Re: Literature Talk: Russian & Non -Discuss/Review/Q&As
Quote:
Originally Posted by translationsnmru
...Oh, no, ma'am, this toy is no good, please show me another one....Do you get the idea? :-o :).
I love this forum! :yahoo:
Yes, you have once again proven how talented you Russian's are and how high your standards are as well (and your great sense of humor too).
I have mentioned previously how you make me feel so undereducated around all of you. I look at the writings in what I mistakenly thought was the makings of a book and I see my words no longer through rose colored glasses. I judge them more harshly when I reread them. I think to myself "What would the Russian's think of this if they were to read this?" and I know that I must change the words I am using. My words are not good enough. I must admit, have not written in months. It is not that I am blaming or complaining. You all are pushing me and showing me that I need to be better, that I can be better.
The same goes for my girls and their writing. Sometimes I show them the things you all write on this forum. How you describe things and how vivid the detail is that you give. It is like seeing the world for the first time, as if we have never had any senses before. All of your unfathomable metaphors and similes you dream up, put us to shame.
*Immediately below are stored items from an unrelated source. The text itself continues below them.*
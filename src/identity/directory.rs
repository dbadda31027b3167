use async_trait::async_trait;
use dashmap::DashMap;

use super::RoleOracle;
use crate::config::UserEntry;
use crate::error::Result;
use crate::types::{Identity, Role};

/// Hashed bearer token belonging to one user.
#[derive(Debug, Clone)]
pub struct Credential {
    pub user_id: String,
    pub token_lookup: String,
    pub token_hash: String,
}

/// In-memory user directory loaded from the `[[users]]` table.
#[derive(Debug, Default)]
pub struct Directory {
    users: DashMap<String, Identity>,
    credentials: DashMap<String, Credential>,
}

impl Directory {
    #[must_use]
    pub fn new() -> Self {
        Self::default()
    }

    #[must_use]
    pub fn from_entries(entries: &[UserEntry]) -> Self {
        let dir = Self::new();
        for entry in entries {
            dir.insert_user(&entry.id, &entry.display_name, entry.role);
            if let (Some(lookup), Some(hash)) = (&entry.token_lookup, &entry.token_hash) {
                dir.insert_credential(Credential {
                    user_id: entry.id.clone(),
                    token_lookup: lookup.clone(),
                    token_hash: hash.clone(),
                });
            }
        }
        dir
    }

    pub fn insert_user(&self, id: &str, display_name: &str, role: Role) {
        self.users.insert(
            id.to_string(),
            Identity {
                id: id.to_string(),
                display_name: display_name.to_string(),
                role,
            },
        );
    }

    pub fn insert_credential(&self, credential: Credential) {
        self.credentials
            .insert(credential.token_lookup.clone(), credential);
    }

    #[must_use]
    pub fn credential_by_lookup(&self, lookup: &str) -> Option<Credential> {
        self.credentials.get(lookup).map(|c| c.clone())
    }

    #[must_use]
    pub fn user_count(&self) -> usize {
        self.users.len()
    }
}

#[async_trait]
impl RoleOracle for Directory {
    async fn resolve_user(&self, user_id: &str) -> Result<Option<Identity>> {
        Ok(self.users.get(user_id).map(|u| u.clone()))
    }
}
Re: Literature Talk: Russian & Non -Discuss/Review/Q&As
Quote:
Originally Posted by rockzmom
You said you liked it; however, was it as good as all that and as the same reviewer wrote, "Stephen King would probably turn green at some of these scenes,"?
Yes, it was one of the best books I read in recent times. And indeed, some of the scenes, especially those about the protagonist's treatment in hospital, are very drastic - in the way that there are many people who have no problems with limbs flying everywhere in a movie but cringe at the very thought of a syringe. It's not because it is over-the-top violence, but that it's a treatment which is supposed to make you better. Torture that's actually for your own good.
Robin
Re: Literature Talk: Russian & Non -Discuss/Review/Q&As
I believe that poetry is intranslatable in principle. I mean any kind of poetry. I think even that it is a good definition for the term "poetry": poetry is what can never be translated to another language.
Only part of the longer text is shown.